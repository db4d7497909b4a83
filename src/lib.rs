pub mod audio;
pub mod capability;
pub mod config;
pub mod encoder;
pub mod error;
pub mod events;
pub mod session;

pub use capability::{is_recording_supported, Host};
pub use config::Config;
pub use encoder::{EncoderCommand, EncoderReply, Page, TaskSpawner};
pub use error::{DeviceError, EncoderError, ErrorDetail, GraphError, RecorderError};
pub use events::{channel_listener, listener, EventBus, EventKind, EventTarget, Listener, ListenerOptions, RecorderEvent};
pub use session::{
    DeviceStreamManager, RecorderConfig, RecorderOptions, RecordingState, Session, SessionStats,
    DEFAULT_ENCODER_PATH,
};
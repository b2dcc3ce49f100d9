#[cfg(target_family = "wasm")]
mod app {
	use enumset::EnumSet;
	use yew::prelude::*;
	use yew_media_query::{components::mobile, use_media_query, Breakpoint, Breakpoints};

	#[derive(Clone, PartialEq, Properties)]
	struct RowProps {
		breakpoint: Breakpoint,
	}

	#[function_component]
	fn Row(RowProps { breakpoint }: &RowProps) -> Html {
		let above = use_media_query(Breakpoints::above(*breakpoint));
		let below = use_media_query(Breakpoints::below(*breakpoint));
		let display = |result: Result<bool, _>| match result {
			Ok(matches) => matches.to_string(),
			Err(err) => format!("{err}"),
		};
		html! {
			<tr>
				<td>{breakpoint.as_str()}</td>
				<td>{format!("{}px", breakpoint.width())}</td>
				<td>{display(above)}</td>
				<td>{display(below)}</td>
			</tr>
		}
	}

	#[function_component]
	fn LayoutKind() -> Html {
		let kind = mobile::use_layout_kind();
		html! { <p>{format!("Layout: {kind:?}")}</p> }
	}

	#[function_component]
	pub fn App() -> Html {
		let (width, height) = yew_hooks::use_window_size();
		html! {
			<mobile::Provider threshold={Breakpoint::Md}>
				<p>{format!("Viewport: {width}x{height}")}</p>
				<LayoutKind />
				<table>
					<tr><th>{"breakpoint"}</th><th>{"width"}</th><th>{"above"}</th><th>{"below"}</th></tr>
					{EnumSet::<Breakpoint>::all().into_iter().map(|breakpoint| html! {
						<Row {breakpoint} />
					}).collect::<Vec<_>>()}
				</table>
			</mobile::Provider>
		}
	}
}

#[cfg(target_family = "wasm")]
fn main() {
	let _ = yew_media_query::logging::wasm::init(log::Level::Debug);
	yew::Renderer::<app::App>::new().render();
}

#[cfg(not(target_family = "wasm"))]
fn main() -> anyhow::Result<()> {
	use enumset::EnumSet;
	use yew_media_query::{build, logging::console, Breakpoint, Breakpoints, QueryInput};

	// Arguments are JSON query inputs (`'{"above":"md"}'`), or literal media queries otherwise.
	let parse_input = |arg: &str| serde_json::from_str::<QueryInput>(arg).unwrap_or_else(|_| QueryInput::from(arg));

	console::init("media-query", console::LevelFilter::Info, &[])?;

	let args = std::env::args().skip(1).collect::<Vec<_>>();
	if !args.is_empty() {
		for arg in args {
			match build(parse_input(&arg)) {
				Ok(query) => println!("{query}"),
				Err(err) => log::error!("{arg}: {err}"),
			}
		}
		return Ok(());
	}

	for breakpoint in EnumSet::<Breakpoint>::all() {
		println!("{:<3} above: {}", breakpoint.as_str(), build(Breakpoints::above(breakpoint))?);
		println!("{:<3} below: {}", breakpoint.as_str(), build(Breakpoints::below(breakpoint))?);
	}
	Ok(())
}
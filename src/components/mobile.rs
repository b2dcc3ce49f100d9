use crate::{breakpoint::Breakpoint, components::use_media_query, query::Breakpoints};
use yew::prelude::*;

#[derive(Clone, PartialEq, Properties)]
pub struct MobileProps {
	/// The smallest breakpoint considered a desktop layout.
	pub threshold: Breakpoint,
	#[prop_or_default]
	pub children: Children,
}

#[derive(Clone, Copy, Debug, PartialEq)]
pub enum Kind {
	Desktop,
	Mobile,
}

#[function_component]
pub fn Provider(MobileProps { threshold, children }: &MobileProps) -> Html {
	let kind = match use_media_query(Breakpoints::above(*threshold)) {
		Ok(true) => Kind::Desktop,
		_ => Kind::Mobile,
	};
	html! {
		<ContextProvider<Kind> context={kind}>
			{children.clone()}
		</ContextProvider<Kind>>
	}
}

/// The layout published by the nearest [`Provider`], defaulting to mobile-first.
#[hook]
pub fn use_layout_kind() -> Kind {
	use_context::<Kind>().unwrap_or(Kind::Mobile)
}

====================

== Your instructions ==
Each of the records should be retyped exactly.

== Answer to this problem ==
repository db4d7497909b4a83
filename src/lib.rs
pub mod audio;
pub mod capability;
pub mod config;
pub mod encoder;
pub mod error;
pub mod events;
pub mod session;

pub use capability::{is_recording_supported, Host};
pub use config::Config;
pub use encoder::{EncoderCommand, EncoderReply, Page, TaskSpawner};
pub use error::{DeviceError, EncoderError, ErrorDetail, GraphError, RecorderError};
pub use events::{channel_listener, listener, EventBus, EventKind, EventTarget, Listener, ListenerOptions, RecorderEvent};
pub use session::{
    DeviceStreamManager, RecorderConfig, RecorderOptions, RecordingState, Session, SessionStats,
    DEFAULT_ENCODER_PATH,
};
repository b2dcc3ce49f100d9
#[cfg(target_family = "wasm")]
mod app {
	use enumset::EnumSet;
	use yew::prelude::*;
	use yew_media_query::{components::mobile, use_media_query, Breakpoint, Breakpoints};

	#[derive(Clone, PartialEq, Properties)]
	struct RowProps {
		breakpoint: Breakpoint,
	}

	#[function_component]
	fn Row(RowProps { breakpoint }: &RowProps) -> Html {
		let above = use_media_query(Breakpoints::above(*breakpoint));
		let below = use_media_query(Breakpoints::below(*breakpoint));
		let display = |result: Result<bool, _>| match result {
			Ok(matches) => matches.to_string(),
			Err(err) => format!("{err}"),
		};
		html! {
			<tr>
				<td>{breakpoint.as_str()}</td>
				<td>{format!("{}px", breakpoint.width())}</td>
				<td>{display(above)}</td>
				<td>{display(below)}</td>
			</tr>
		}
	}

	#[function_component]
	fn LayoutKind() -> Html {
		let kind = mobile::use_layout_kind();
		html! { <p>{format!("Layout: {kind:?}")}</p> }
	}

	#[function_component]
	pub fn App() -> Html {
		let (width, height) = yew_hooks::use_window_size();
		html! {
			<mobile::Provider threshold={Breakpoint::Md}>
				<p>{format!("Viewport: {width}x{height}")}</p>
				<LayoutKind />
				<table>
					<tr><th>{"breakpoint"}</th><th>{"width"}</th><th>{"above"}</th><th>{"below"}</th></tr>
					{EnumSet::<Breakpoint>::all().into_iter().map(|breakpoint| html! {
						<Row {breakpoint} />
					}).collect::<Vec<_>>()}
				</table>
			</mobile::Provider>
		}
	}
}

#[cfg(target_family = "wasm")]
fn main() {
	let _ = yew_media_query::logging::wasm::init(log::Level::Debug);
	yew::Renderer::<app::App>::new().render();
}

#[cfg(not(target_family = "wasm"))]
fn main() -> anyhow::Result<()> {
	use enumset::EnumSet;
	use yew_media_query::{build, logging::console, Breakpoint, Breakpoints, QueryInput};

	// Arguments are JSON query inputs (`'{"above":"md"}'`), or literal media queries otherwise.
	let parse_input = |arg: &str| serde_json::from_str::<QueryInput>(arg).unwrap_or_else(|_| QueryInput::from(arg));

	console::init("media-query", console::LevelFilter::Info, &[])?;

	let args = std::env::args().skip(1).collect::<Vec<_>>();
	if !args.is_empty() {
		for arg in args {
			match build(parse_input(&arg)) {
				Ok(query) => println!("{query}"),
				Err(err) => log::error!("{arg}: {err}"),
			}
		}
		return Ok(());
	}

	for breakpoint in EnumSet::<Breakpoint>::all() {
		println!("{:<3} above: {}", breakpoint.as_str(), build(Breakpoints::above(breakpoint))?);
		println!("{:<3} below: {}", breakpoint.as_str(), build(Breakpoints::below(breakpoint))?);
	}
	Ok(())
}
filename src/components/mobile.rs
repository b2dcc3ce49f100d9
use crate::{breakpoint::Breakpoint, components::use_media_query, query::Breakpoints};
use yew::prelude::*;

#[derive(Clone, PartialEq, Properties)]
pub struct MobileProps {
	/// The smallest breakpoint considered a desktop layout.
	pub threshold: Breakpoint,
	#[prop_or_default]
	pub children: Children,
}

#[derive(Clone, Copy, Debug, PartialEq)]
pub enum Kind {
	Desktop,
	Mobile,
}

#[function_component]
pub fn Provider(MobileProps { threshold, children }: &MobileProps) -> Html {
	let kind = match use_media_query(Breakpoints::above(*threshold)) {
		Ok(true) => Kind::Desktop,
		_ => Kind::Mobile,
	};
	html! {
		<ContextProvider<Kind> context={kind}>
			{children.clone()}
		</ContextProvider<Kind>>
	}
}

/// The layout published by the nearest [`Provider`], defaulting to mobile-first.
#[hook]
pub fn use_layout_kind() -> Kind {
	use_context::<Kind>().unwrap_or(Kind::Mobile)
}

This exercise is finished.